JP-A-2000-215537 discloses a method and an apparatus for controlling the radiation power and/or the field strength of the external magnetic field. In the method disclosed in JP-A-2000-215537 information defining a prescribed section on the disk and pulse information defining a prescribed pulse number are read from a specific area on the disk. Next, the number of pulses contained in the information read from the prescribed section is counted and compared with the prescribed pulse number. Based on the result of the comparison, the radiation power or the field strength is adjusted. However, this solution requires a specific type of recording record with specific pre-recorded information in specific prescribed regions. Furthermore, the control can only be performed for the prescribed regions with a given number of pulses (that is marks).
It is an object of the present invention to provide a method, an apparatus and a record carrier for providing improved power and/or field control which enables adjustment during the whole read-out process.
This object is achieved by a method as claimed in claim 1 or 2, by an apparatus as claimed in claim 13 or 14, and by a record carrier as claimed in claim 17 or 19.
Accordingly, the use of the run length characteristics for evaluation of a misbalance between the external magnetic field and the radiation power, resulting in, for example, an excessive copy window size, provides the advantage that the radiation power and/or the field strength control can be performed based on normal user data recorded on the recording medium, that is, as long as the run-length constraints of the coding of the normal user data are known. Thus, a continuous control function is provided without requiring a modified or specially pre-recorded recording medium. Moreover, the control according to the invention has the additional advantage that it is a so called xe2x80x9crunning-controlxe2x80x9d, that is the radiation power and/or the field strength control is performed while reading the user data without the need to perform a separate control step which would interrupt the reading of the user data.
According to an advantageous embodiment, a copy window size is determined in said comparison step, on the basis of which a control signal for said controlling step is generated. The copy window size is determined based on a detection of run length violations which may be determined by a pulse counting function or by a timer function. The copy window size determined may then be used to correct errors in the reading signal.
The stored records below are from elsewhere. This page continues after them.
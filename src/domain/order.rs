use super::money::{Amount, Currency};
use crate::error::OrderflowError;
use chrono::{DateTime, Utc};
use rust_decimal::Decimal;
use serde::{Deserialize, Serialize};
use std::fmt;
use std::str::FromStr;
use uuid::Uuid;

/// Opaque order identifier, assigned once at creation.
#[derive(Debug, Clone, Copy, PartialEq, Eq, Hash, PartialOrd, Ord, Serialize, Deserialize)]
#[serde(transparent)]
pub struct OrderId(pub Uuid);

impl OrderId {
    pub fn new() -> Self {
        Self(Uuid::new_v4())
    }
}

impl Default for OrderId {
    fn default() -> Self {
        Self::new()
    }
}

impl fmt::Display for OrderId {
    fn fmt(&self, f: &mut fmt::Formatter<'_>) -> fmt::Result {
        fmt::Display::fmt(&self.0, f)
    }
}

fn valid_domain_label(label: &str) -> bool {
    !label.is_empty()
        && !label.starts_with('-')
        && !label.ends_with('-')
        && label.chars().all(|c| c.is_alphanumeric() || c == '-')
}

/// Buyer e-mail address, trimmed and lower-cased.
#[derive(Debug, Clone, PartialEq, Eq, Hash, Serialize, Deserialize)]
#[serde(try_from = "String", into = "String")]
pub struct Email(String);

impl Email {
    pub fn new(raw: &str) -> Result<Self, OrderflowError> {
        let email = raw.trim().to_lowercase();
        let valid = match email.split_once('@') {
            Some((local, domain)) => {
                !local.is_empty()
                    && domain.contains('.')
                    && domain.split('.').all(valid_domain_label)
                    && !email.contains(char::is_whitespace)
            }
            None => false,
        };
        if valid {
            Ok(Self(email))
        } else {
            Err(OrderflowError::validation(format!(
                "Invalid email address '{}'",
                raw.trim()
            )))
        }
    }

    pub fn as_str(&self) -> &str {
        &self.0
    }
}

impl TryFrom<String> for Email {
    type Error = OrderflowError;

    fn try_from(value: String) -> Result<Self, Self::Error> {
        Self::new(&value)
    }
}

impl From<Email> for String {
    fn from(email: Email) -> Self {
        email.0
    }
}

impl fmt::Display for Email {
    fn fmt(&self, f: &mut fmt::Formatter<'_>) -> fmt::Result {
        f.write_str(&self.0)
    }
}

/// The closed set of payment providers an order can be charged through.
#[derive(Debug, Clone, Copy, PartialEq, Eq, Hash, PartialOrd, Ord, Serialize, Deserialize)]
#[serde(rename_all = "lowercase")]
pub enum PaymentMethod {
    Stripe,
    PayPal,
    Generic,
}

impl PaymentMethod {
    pub const ALL: [PaymentMethod; 3] = [Self::Stripe, Self::PayPal, Self::Generic];

    pub fn as_str(&self) -> &'static str {
        match self {
            Self::Stripe => "stripe",
            Self::PayPal => "paypal",
            Self::Generic => "generic",
        }
    }
}

impl FromStr for PaymentMethod {
    type Err = OrderflowError;

    fn from_str(s: &str) -> Result<Self, Self::Err> {
        match s.trim().to_ascii_lowercase().as_str() {
            "stripe" => Ok(Self::Stripe),
            "paypal" => Ok(Self::PayPal),
            "generic" => Ok(Self::Generic),
            other => Err(OrderflowError::validation(format!(
                "Unknown payment method '{other}'"
            ))),
        }
    }
}

impl fmt::Display for PaymentMethod {
    fn fmt(&self, f: &mut fmt::Formatter<'_>) -> fmt::Result {
        f.write_str(self.as_str())
    }
}

#[derive(Debug, Clone, Copy, PartialEq, Eq, Hash, PartialOrd, Ord, Serialize, Deserialize)]
#[serde(rename_all = "lowercase")]
pub enum OrderStatus {
    Pending,
    Paid,
    Failed,
}

impl OrderStatus {
    pub fn is_terminal(&self) -> bool {
        !matches!(self, Self::Pending)
    }

    pub fn as_str(&self) -> &'static str {
        match self {
            Self::Pending => "pending",
            Self::Paid => "paid",
            Self::Failed => "failed",
        }
    }
}

impl fmt::Display for OrderStatus {
    fn fmt(&self, f: &mut fmt::Formatter<'_>) -> fmt::Result {
        f.write_str(self.as_str())
    }
}

/// The one status change an order may undergo after creation.
///
/// A successful payment always carries the provider's reference, which keeps
/// `transaction_id` present exactly when the order is `Paid`.
#[derive(Debug, Clone, PartialEq, Eq)]
pub enum Transition {
    Paid { transaction_id: String },
    Failed,
}

impl Transition {
    pub fn target(&self) -> OrderStatus {
        match self {
            Self::Paid { .. } => OrderStatus::Paid,
            Self::Failed => OrderStatus::Failed,
        }
    }
}

/// Unvalidated purchase intent, as received from a caller.
#[derive(Debug, Clone, PartialEq, Default, Deserialize)]
pub struct NewOrder {
    pub customer_email: String,
    #[serde(default)]
    pub customer_name: Option<String>,
    pub product_id: String,
    pub product_name: String,
    pub amount: Decimal,
    pub currency: String,
    pub payment_method: String,
    #[serde(default)]
    pub affiliate_id: Option<String>,
    #[serde(default)]
    pub conversion_source: Option<String>,
}

/// A purchase intent and its payment outcome.
#[derive(Debug, Clone, PartialEq, Serialize, Deserialize)]
pub struct Order {
    pub id: OrderId,
    pub customer_email: Email,
    pub customer_name: Option<String>,
    pub product_id: String,
    pub product_name: String,
    pub amount: Amount,
    pub currency: Currency,
    pub payment_method: PaymentMethod,
    pub status: OrderStatus,
    pub transaction_id: Option<String>,
    pub created_at: DateTime<Utc>,
    pub paid_at: Option<DateTime<Utc>>,
    pub affiliate_id: Option<String>,
    pub conversion_source: Option<String>,
}

fn non_blank(value: Option<String>) -> Option<String> {
    value
        .map(|v| v.trim().to_string())
        .filter(|v| !v.is_empty())
}

impl Order {
    /// Validates a purchase intent and builds the `Pending` order for it.
    pub fn create(new: NewOrder, created_at: DateTime<Utc>) -> Result<Self, OrderflowError> {
        let product_id = new.product_id.trim().to_string();
        if product_id.is_empty() {
            return Err(OrderflowError::validation("Product id must not be empty"));
        }
        let product_name = new.product_name.trim().to_string();
        if product_name.is_empty() {
            return Err(OrderflowError::validation("Product name must not be empty"));
        }

        Ok(Self {
            id: OrderId::new(),
            customer_email: Email::new(&new.customer_email)?,
            customer_name: non_blank(new.customer_name),
            product_id,
            product_name,
            amount: Amount::new(new.amount)?,
            currency: Currency::new(&new.currency)?,
            payment_method: new.payment_method.parse()?,
            status: OrderStatus::Pending,
            transaction_id: None,
            created_at,
            paid_at: None,
            affiliate_id: non_blank(new.affiliate_id),
            conversion_source: non_blank(new.conversion_source),
        })
    }

    pub fn is_terminal(&self) -> bool {
        self.status.is_terminal()
    }

    /// Applies `transition` if the order is still `Pending`.
    ///
    /// Returns `false` and leaves the order untouched when it is already
    /// terminal.
    pub fn apply(&mut self, transition: Transition, at: DateTime<Utc>) -> bool {
        if self.is_terminal() {
            return false;
        }
        match transition {
            Transition::Paid { transaction_id } => {
                self.status = OrderStatus::Paid;
                self.transaction_id = Some(transaction_id);
                self.paid_at = Some(at);
            }
            Transition::Failed => {
                self.status = OrderStatus::Failed;
            }
        }
        true
    }

    pub fn description(&self) -> String {
        format!("{} ({})", self.product_name, self.product_id)
    }
}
Preferably, the pulse pattern corresponds to the user data recorded on said recording medium. As an alternative, the pulse pattern corresponds to a test pattern with pre-defined mark and space run lengths recorded on said recording medium.
According to a further embodiment, the comparison step is performed based on a look-up table linking the copy window size to a corresponding number of false peaks or missing peaks in the pulse pattern.
According to a further embodiment, the control step comprises outputting a first control signal for coarse adjustment by radiation power control and a second control signal for fine adjustment by field strength control.
According to a further embodiment, a control information used in said controlling step is provided on the recording medium. This control information defines a medium-related characteristic between copy window size and radiation power data.
Other advantageous embodiments are defined in the dependent claims.